You can have it on toast (ummm, with butter!). You can put it on your hot cereal.

Anyone have any other ideas?

Sunday, August 06, 2006

Salad with cold oranges

I still remember picking out this recipe at the Berkeley Co-op. In the produce section, you could pick up recipes printed on cheap green paper that highlighted new ways to use fruits and vegetables. This recipe was dated September, 1968; I probably picked it up in 1970 or '71.

The idea of a salad with onions and green pepper and oranges seemed unbearably exotic in those days. Now it's way less strange, but still an unusual combination.

I made this for an office potluck recently, to good reviews. It was the first time I remember having putting in the cucumber. It didn't add that much, and you could leave it out.

------------
Ensalada de naranjas

4 oranges, chilled
1 cucumber
1 small sweet onion (or red onion)
1 green pepper
Lettuce
French dressing (see text)

Peel and slice oranges, discarding seeds. Peel and slice cucumber; chop onion and green pepper. Arrange lettuce on a flat dish and place onions and cucumber on top. Sprinkle with onion and green pepper.
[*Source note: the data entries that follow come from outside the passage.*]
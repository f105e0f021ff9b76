pub mod api_client;
pub mod transport;

pub use api_client::StoreApiClient;
// ============================================================================
// APP - Vista principal de la tienda
// ============================================================================

use web_sys::HtmlElement;
use yew::prelude::*;

use crate::config::AppConfig;
use crate::hooks::use_storefront;
use super::{OrderForm, PackageCard};

#[derive(Properties, PartialEq)]
pub struct AppProps {
    pub config: AppConfig,
}

#[function_component(App)]
pub fn app(props: &AppProps) -> Html {
    let storefront = use_storefront(props.config.backend_url());
    let store = &*storefront.store;

    // Ocultar el logo si la imagen no carga
    let on_logo_error = Callback::from(|e: Event| {
        let img: HtmlElement = e.target_unchecked_into();
        let _ = img.style().set_property("display", "none");
    });

    let catalog = if store.is_loading() {
        html! { <p class="text-gray-500">{"Loading packages..."}</p> }
    } else {
        html! {
            <div class="grid sm:grid-cols-2 gap-4">
                { for store.packages.iter().map(|pkg| html! {
                    <PackageCard
                        key={pkg.id.clone()}
                        package={pkg.clone()}
                        selected={store.draft.is_selected(pkg)}
                        on_select={storefront.select_package.clone()}
                    />
                }) }
            </div>
        }
    };

    html! {
        <div class="min-h-screen bg-gradient-to-br from-indigo-50 via-blue-50 to-sky-50">
            <header class="sticky top-0 z-10 backdrop-blur bg-white/70 border-b">
                <div class="max-w-5xl mx-auto px-4 py-4 flex items-center justify-between">
                    <div class="flex items-center gap-2">
                        <img src="/mlbb.png" alt="MLBB" class="w-8 h-8" onerror={on_logo_error} />
                        <h1 class="text-xl font-bold text-gray-800">{"MLBB Diamonds Store"}</h1>
                    </div>
                    <a href="/test" class="text-sm text-gray-600 hover:text-blue-600">{"System Check"}</a>
                </div>
            </header>

            <main class="max-w-5xl mx-auto px-4 py-8">
                <section class="grid md:grid-cols-3 gap-6">
                    <div class="md:col-span-2">
                        <h2 class="text-2xl font-semibold text-gray-800 mb-4">{"Choose Package"}</h2>
                        { catalog }
                    </div>

                    <div class="md:col-span-1">
                        <h2 class="text-2xl font-semibold text-gray-800 mb-4">{"Top-up Details"}</h2>
                        <OrderForm
                            player_id={store.draft.player_id.clone()}
                            server_id={store.draft.server_id.clone()}
                            email={store.draft.email.clone()}
                            selected={store.draft.selected.clone()}
                            can_checkout={store.can_checkout()}
                            submitting={store.is_submitting()}
                            message={store.message.clone()}
                            on_player_id={storefront.set_player_id.clone()}
                            on_server_id={storefront.set_server_id.clone()}
                            on_email={storefront.set_email.clone()}
                            on_submit={storefront.place_order.clone()}
                        />
                    </div>
                </section>
            </main>

            <footer class="border-t py-6 text-center text-sm text-gray-500">
                {"Secure payments coming soon. This is a demo store."}
            </footer>
        </div>
    }
}
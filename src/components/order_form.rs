use web_sys::HtmlInputElement;
use yew::prelude::*;

use crate::models::Package;
use crate::stores::ResultMessage;
use crate::utils::format_price;

#[derive(Properties, PartialEq)]
pub struct OrderFormProps {
    pub player_id: String,
    pub server_id: String,
    pub email: String,
    pub selected: Option<Package>,
    pub can_checkout: bool,
    #[prop_or(false)]
    pub submitting: bool,
    pub message: Option<ResultMessage>,
    pub on_player_id: Callback<String>,
    pub on_server_id: Callback<String>,
    pub on_email: Callback<String>,
    pub on_submit: Callback<()>,
}

fn input_value(cb: &Callback<String>) -> Callback<InputEvent> {
    cb.reform(|e: InputEvent| {
        let input: HtmlInputElement = e.target_unchecked_into();
        input.value()
    })
}

/// Panel "Top-up Details"
#[function_component(OrderForm)]
pub fn order_form(props: &OrderFormProps) -> Html {
    let on_submit = {
        let cb = props.on_submit.clone();
        Callback::from(move |e: SubmitEvent| {
            e.prevent_default();
            cb.emit(());
        })
    };

    let input_class = "w-full rounded-lg border-gray-300 focus:ring-blue-500 focus:border-blue-500";

    let button_class = classes!(
        "w-full", "rounded-lg", "py-2", "font-semibold", "text-white", "transition-colors",
        if props.can_checkout {
            classes!("bg-blue-600", "hover:bg-blue-700")
        } else {
            classes!("bg-gray-300", "cursor-not-allowed")
        },
    );

    html! {
        <form onsubmit={on_submit} class="bg-white rounded-xl border border-gray-200 p-4 shadow-sm space-y-4">
            <div>
                <label class="block text-sm text-gray-700 mb-1">{"Player ID"}</label>
                <input
                    value={props.player_id.clone()}
                    oninput={input_value(&props.on_player_id)}
                    class={input_class}
                    placeholder="e.g. 123456789"
                />
            </div>
            <div>
                <label class="block text-sm text-gray-700 mb-1">{"Server ID"}</label>
                <input
                    value={props.server_id.clone()}
                    oninput={input_value(&props.on_server_id)}
                    class={input_class}
                    placeholder="e.g. 1234"
                />
            </div>
            <div>
                <label class="block text-sm text-gray-700 mb-1">{"Email (optional)"}</label>
                <input
                    type="email"
                    value={props.email.clone()}
                    oninput={input_value(&props.on_email)}
                    class={input_class}
                    placeholder="you@example.com"
                />
            </div>
            <div>
                <label class="block text-sm text-gray-700 mb-1">{"Selected Package"}</label>
                <div class="p-3 rounded-lg border bg-gray-50 text-sm text-gray-700 min-h-[48px]">
                    {
                        match &props.selected {
                            Some(package) => html! {
                                <div class="flex items-center justify-between">
                                    <span>{ format!("{} • {} diamonds", package.name, package.diamonds) }</span>
                                    <span class="font-semibold text-blue-600">{ format_price(package.price) }</span>
                                </div>
                            },
                            None => html! { <span class="text-gray-400">{"No package selected"}</span> },
                        }
                    }
                </div>
            </div>
            <button type="submit" disabled={!props.can_checkout} class={button_class}>
                { if props.submitting { "Placing Order..." } else { "Place Order" } }
            </button>
            if let Some(message) = &props.message {
                <p class={classes!("text-sm", if message.is_error() { "text-red-600" } else { "text-green-600" })}>
                    { message.text().to_string() }
                </p>
            }
            <p class="text-xs text-gray-500">
                {"Delivery: 1-10 minutes after payment. Ensure your Player ID and Server ID are correct."}
            </p>
        </form>
    }
}
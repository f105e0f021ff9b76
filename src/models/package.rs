use serde::{Deserialize, Deserializer, Serialize};
use serde_json::Value;

/// Paquete de diamantes tal como lo devuelve el backend
#[derive(Clone, PartialEq, Serialize, Deserialize, Debug)]
pub struct Package {
    #[serde(rename = "_id")]
    pub id: String,
    #[serde(default)]
    pub name: String,
    #[serde(default, deserialize_with = "count")]
    pub diamonds: u64,
    #[serde(default, deserialize_with = "optional_count", skip_serializing_if = "Option::is_none")]
    pub bonus: Option<u64>,
    #[serde(default, skip_serializing_if = "Option::is_none")]
    pub price: Option<f64>,
    #[serde(default, skip_serializing_if = "Option::is_none")]
    pub popular: Option<bool>,
}

impl Package {
    pub fn is_popular(&self) -> bool {
        self.popular.unwrap_or(false)
    }
}

/// Respuesta de GET /api/mlbb/packages
#[derive(Clone, PartialEq, Serialize, Deserialize, Debug, Default)]
pub struct PackagesResponse {
    // Ausente o null = catálogo vacío
    #[serde(default)]
    pub packages: Option<Vec<Package>>,
}

impl PackagesResponse {
    pub fn into_packages(self) -> Vec<Package> {
        self.packages.unwrap_or_default()
    }
}

// Cantidades: enteros, floats enteros (86.0) o strings numéricos.
// Un valor raro en un paquete no debe tumbar el catálogo entero
fn value_as_count(value: &Value) -> Option<u64> {
    match value {
        Value::Number(n) => n.as_u64().or_else(|| n.as_f64().and_then(float_as_count)),
        Value::String(text) => text.trim().parse::<f64>().ok().and_then(float_as_count),
        _ => None,
    }
}

fn float_as_count(value: f64) -> Option<u64> {
    (value.is_finite() && value >= 0.0).then(|| value.round() as u64)
}

fn count<'de, D>(deserializer: D) -> Result<u64, D::Error>
where
    D: Deserializer<'de>,
{
    Ok(value_as_count(&Value::deserialize(deserializer)?).unwrap_or(0))
}

fn optional_count<'de, D>(deserializer: D) -> Result<Option<u64>, D::Error>
where
    D: Deserializer<'de>,
{
    Ok(value_as_count(&Value::deserialize(deserializer)?))
}
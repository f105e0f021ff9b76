use serde::{Deserialize, Serialize};

use crate::utils::constants::DEFAULT_BACKEND_URL;

#[derive(Debug, Clone, PartialEq, Serialize, Deserialize)]
pub struct AppConfig {
    pub backend_url: String,
    pub enable_logging: bool,
}

impl AppConfig {
    /// Carga la configuración desde variables de entorno en tiempo de compilación
    pub fn from_env() -> Self {
        Self::from_values(option_env!("BACKEND_URL"), option_env!("ENABLE_LOGGING"))
    }

    fn from_values(backend_url: Option<&str>, enable_logging: Option<&str>) -> Self {
        let backend_url = backend_url
            .map(str::trim)
            .filter(|url| !url.is_empty())
            .unwrap_or(DEFAULT_BACKEND_URL);

        Self {
            backend_url: normalize_base_url(backend_url),
            enable_logging: enable_logging
                .unwrap_or("true")
                .parse()
                .unwrap_or(true),
        }
    }

    pub fn backend_url(&self) -> &str {
        &self.backend_url
    }

    pub fn is_logging_enabled(&self) -> bool {
        self.enable_logging
    }

    pub fn log_level(&self) -> log::Level {
        if self.is_logging_enabled() {
            log::Level::Info
        } else {
            log::Level::Warn
        }
    }
}

fn normalize_base_url(url: &str) -> String {
    url.trim_end_matches('/').to_string()
}

// Configuración leída una sola vez al arrancar; main.rs la pasa como props
lazy_static::lazy_static! {
    pub static ref CONFIG: AppConfig = AppConfig::from_env();
}
/// URL base del backend cuando BACKEND_URL no está definida
pub const DEFAULT_BACKEND_URL: &str = "http://localhost:8000";

// Endpoints del backend
pub const PACKAGES_PATH: &str = "/api/mlbb/packages";
pub const SEED_PATH: &str = "/seed/mlbb";
pub const ORDER_PATH: &str = "/api/mlbb/order";

// Textos visibles
pub const CATALOG_LOAD_ERROR: &str = "Unable to load packages. Please try again later.";
pub const ORDER_FAILED_FALLBACK: &str = "Order failed";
Serve cold, with a simple dressing of olive oil, wine vinegar, salt and pepper (use a 2-1 ratio of oil to vinegar, maybe 1/4 cup oil and 2 T. red wine vinegar -- I always just eyeball it).

Serves 6.

Hard peaches

Produce buying has been easier in recent years, probably because I'm not buying much fruit at the supermarket. Greengrocers and farmers markets tend to have fruit that's already ripe or that will ripen soon. So it's been a while since I bought home a bag of peaches that just refused to ripen.

Here's a handy guide to how fruits far after picking, from Shirley Corriher.

Fruits that never ripen after picking: soft berries, cacao, cherries, grapes, citrus fruit, litchis, olives, pineapple and watermelon

Fruits that ripen only after picking: avocados

Fruits that ripen in color, texture and juiciness but not in sweetness after picking: apricots, blueberries, figs, melons other than watermelon, nectarines, passion fruit, peaches and persimmons

Fruits that get sweeter after they're picked: apples, cherimoyas, kiwifruit, mangoes, papayas, pears, sapotes and soursops (also known as guanabana)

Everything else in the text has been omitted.